(Data excerpts)

Start of Block

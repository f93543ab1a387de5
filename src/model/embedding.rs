//! Token embedding and learned 2D (row, column) positional encoding.

use candle_core::{D, Result, Tensor};
use candle_nn::{Embedding, Module, VarBuilder};

use super::config::ModelConfig;

pub struct TokenEmbedding {
    embedding: Embedding,
}

impl TokenEmbedding {
    /// # Errors
    /// Returns an error if weight loading fails.
    #[allow(clippy::needless_pass_by_value)]
    pub fn new(config: &ModelConfig, vb: VarBuilder) -> Result<Self> {
        let embedding = candle_nn::embedding(config.vocab_size, config.n_embd, vb)?;
        Ok(Self { embedding })
    }

    /// `(batch, seq_len)` ids to `(batch, seq_len, n_embd)`.
    ///
    /// # Errors
    /// Returns an error if the lookup fails.
    pub fn forward(&self, token_ids: &Tensor) -> Result<Tensor> {
        self.embedding.forward(token_ids)
    }

    /// `(vocab, n_embd)` table; also the tied LM head.
    #[must_use]
    pub fn weights(&self) -> &Tensor {
        self.embedding.embeddings()
    }
}

/// Row and column of every position in a token layout.
///
/// The row advances after each newline and the column restarts at 0.
/// Both saturate at the last available embedding.
#[must_use]
pub fn layout_positions(
    token_ids: &[u32],
    newline_id: u32,
    max_rows: usize,
    max_cols: usize,
) -> (Vec<u32>, Vec<u32>) {
    let last_row = u32::try_from(max_rows.saturating_sub(1)).unwrap_or(u32::MAX);
    let last_col = u32::try_from(max_cols.saturating_sub(1)).unwrap_or(u32::MAX);
    let mut rows = Vec::with_capacity(token_ids.len());
    let mut cols = Vec::with_capacity(token_ids.len());
    let (mut row, mut col) = (0u32, 0u32);
    for &token in token_ids {
        rows.push(row.min(last_row));
        cols.push(col.min(last_col));
        if token == newline_id {
            row = row.saturating_add(1);
            col = 0;
        } else {
            col = col.saturating_add(1);
        }
    }
    (rows, cols)
}

/// Separate learned embeddings for row and column, concatenated.
pub struct PositionalEncoding2D {
    row_embedding: Embedding,
    col_embedding: Embedding,
    newline_token_id: u32,
    max_rows: usize,
    max_cols: usize,
}

impl PositionalEncoding2D {
    /// # Errors
    /// Returns an error if weight loading fails.
    #[allow(clippy::needless_pass_by_value)]
    pub fn new(config: &ModelConfig, vb: VarBuilder) -> Result<Self> {
        let row_dim = config.n_embd / 2;
        let col_dim = config.n_embd - row_dim;
        Ok(Self {
            row_embedding: candle_nn::embedding(config.max_rows, row_dim, vb.pp("row_embedding"))?,
            col_embedding: candle_nn::embedding(config.max_cols, col_dim, vb.pp("col_embedding"))?,
            newline_token_id: config.newline_token_id,
            max_rows: config.max_rows,
            max_cols: config.max_cols,
        })
    }

    /// Position embeddings `(batch, seq_len, n_embd)` for a discrete layout.
    ///
    /// The layout only decides positions, so relaxed inputs use their
    /// decoded ids here while their embeddings stay soft.
    ///
    /// # Errors
    /// Returns an error if tensor operations fail.
    pub fn forward(&self, layout_ids: &Tensor) -> Result<Tensor> {
        let device = layout_ids.device();
        let layout: Vec<Vec<u32>> = layout_ids.to_vec2()?;

        let (rows, cols): (Vec<Vec<u32>>, Vec<Vec<u32>>) = layout
            .iter()
            .map(|ids| layout_positions(ids, self.newline_token_id, self.max_rows, self.max_cols))
            .unzip();

        let row_emb = self.row_embedding.forward(&Tensor::new(rows, device)?)?;
        let col_emb = self.col_embedding.forward(&Tensor::new(cols, device)?)?;
        Tensor::cat(&[&row_emb, &col_emb], D::Minus1)
    }
}

#[cfg(test)]
mod tests {
    use candle_core::{DType, Device};

    use super::*;

    #[test]
    fn test_layout_positions() {
        // "ab\ncd"
        let (rows, cols) = layout_positions(&[10, 11, 7, 12, 13], 7, 100, 200);
        assert_eq!(rows, vec![0, 0, 0, 1, 1]);
        assert_eq!(cols, vec![0, 1, 2, 0, 1]);
    }

    #[test]
    fn test_layout_positions_saturate() {
        let (rows, cols) = layout_positions(&[7, 7, 7, 20, 20, 20], 7, 2, 2);
        assert_eq!(rows, vec![0, 1, 1, 1, 1, 1]);
        assert_eq!(cols, vec![0, 0, 0, 0, 1, 1]);
    }

    #[test]
    fn test_positional_encoding_shape() {
        let device = Device::Cpu;
        let config = ModelConfig::tiny();
        let varmap = candle_nn::VarMap::new();
        let vb = VarBuilder::from_varmap(&varmap, DType::F32, &device);
        let pos = PositionalEncoding2D::new(&config, vb).unwrap();
        let layout = Tensor::new(vec![vec![20u32; 300]], &device).unwrap();
        let emb = pos.forward(&layout).unwrap();
        assert_eq!(emb.dims(), &[1, 300, config.n_embd]);
    }
}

End of Block

- Problem to work on -
Above are the records; retype them all without a single difference.

- Answer to the problem -
repository f93543ab1a387de5
filename src/model/embedding.rs
//! Token embedding and learned 2D (row, column) positional encoding.

use candle_core::{D, Result, Tensor};
use candle_nn::{Embedding, Module, VarBuilder};

use super::config::ModelConfig;

pub struct TokenEmbedding {
    embedding: Embedding,
}

impl TokenEmbedding {
    /// # Errors
    /// Returns an error if weight loading fails.
    #[allow(clippy::needless_pass_by_value)]
    pub fn new(config: &ModelConfig, vb: VarBuilder) -> Result<Self> {
        let embedding = candle_nn::embedding(config.vocab_size, config.n_embd, vb)?;
        Ok(Self { embedding })
    }

    /// `(batch, seq_len)` ids to `(batch, seq_len, n_embd)`.
    ///
    /// # Errors
    /// Returns an error if the lookup fails.
    pub fn forward(&self, token_ids: &Tensor) -> Result<Tensor> {
        self.embedding.forward(token_ids)
    }

    /// `(vocab, n_embd)` table; also the tied LM head.
    #[must_use]
    pub fn weights(&self) -> &Tensor {
        self.embedding.embeddings()
    }
}

/// Row and column of every position in a token layout.
///
/// The row advances after each newline and the column restarts at 0.
/// Both saturate at the last available embedding.
#[must_use]
pub fn layout_positions(
    token_ids: &[u32],
    newline_id: u32,
    max_rows: usize,
    max_cols: usize,
) -> (Vec<u32>, Vec<u32>) {
    let last_row = u32::try_from(max_rows.saturating_sub(1)).unwrap_or(u32::MAX);
    let last_col = u32::try_from(max_cols.saturating_sub(1)).unwrap_or(u32::MAX);
    let mut rows = Vec::with_capacity(token_ids.len());
    let mut cols = Vec::with_capacity(token_ids.len());
    let (mut row, mut col) = (0u32, 0u32);
    for &token in token_ids {
        rows.push(row.min(last_row));
        cols.push(col.min(last_col));
        if token == newline_id {
            row = row.saturating_add(1);
            col = 0;
        } else {
            col = col.saturating_add(1);
        }
    }
    (rows, cols)
}

/// Separate learned embeddings for row and column, concatenated.
pub struct PositionalEncoding2D {
    row_embedding: Embedding,
    col_embedding: Embedding,
    newline_token_id: u32,
    max_rows: usize,
    max_cols: usize,
}

impl PositionalEncoding2D {
    /// # Errors
    /// Returns an error if weight loading fails.
    #[allow(clippy::needless_pass_by_value)]
    pub fn new(config: &ModelConfig, vb: VarBuilder) -> Result<Self> {
        let row_dim = config.n_embd / 2;
        let col_dim = config.n_embd - row_dim;
        Ok(Self {
            row_embedding: candle_nn::embedding(config.max_rows, row_dim, vb.pp("row_embedding"))?,
            col_embedding: candle_nn::embedding(config.max_cols, col_dim, vb.pp("col_embedding"))?,
            newline_token_id: config.newline_token_id,
            max_rows: config.max_rows,
            max_cols: config.max_cols,
        })
    }

    /// Position embeddings `(batch, seq_len, n_embd)` for a discrete layout.
    ///
    /// The layout only decides positions, so relaxed inputs use their
    /// decoded ids here while their embeddings stay soft.
    ///
    /// # Errors
    /// Returns an error if tensor operations fail.
    pub fn forward(&self, layout_ids: &Tensor) -> Result<Tensor> {
        let device = layout_ids.device();
        let layout: Vec<Vec<u32>> = layout_ids.to_vec2()?;

        let (rows, cols): (Vec<Vec<u32>>, Vec<Vec<u32>>) = layout
            .iter()
            .map(|ids| layout_positions(ids, self.newline_token_id, self.max_rows, self.max_cols))
            .unzip();

        let row_emb = self.row_embedding.forward(&Tensor::new(rows, device)?)?;
        let col_emb = self.col_embedding.forward(&Tensor::new(cols, device)?)?;
        Tensor::cat(&[&row_emb, &col_emb], D::Minus1)
    }
}

#[cfg(test)]
mod tests {
    use candle_core::{DType, Device};

    use super::*;

    #[test]
    fn test_layout_positions() {
        // "ab\ncd"
        let (rows, cols) = layout_positions(&[10, 11, 7, 12, 13], 7, 100, 200);
        assert_eq!(rows, vec![0, 0, 0, 1, 1]);
        assert_eq!(cols, vec![0, 1, 2, 0, 1]);
    }

    #[test]
    fn test_layout_positions_saturate() {
        let (rows, cols) = layout_positions(&[7, 7, 7, 20, 20, 20], 7, 2, 2);
        assert_eq!(rows, vec![0, 1, 1, 1, 1, 1]);
        assert_eq!(cols, vec![0, 0, 0, 0, 1, 1]);
    }

    #[test]
    fn test_positional_encoding_shape() {
        let device = Device::Cpu;
        let config = ModelConfig::tiny();
        let varmap = candle_nn::VarMap::new();
        let vb = VarBuilder::from_varmap(&varmap, DType::F32, &device);
        let pos = PositionalEncoding2D::new(&config, vb).unwrap();
        let layout = Tensor::new(vec![vec![20u32; 300]], &device).unwrap();
        let emb = pos.forward(&layout).unwrap();
        assert_eq!(emb.dims(), &[1, 300, config.n_embd]);
    }
}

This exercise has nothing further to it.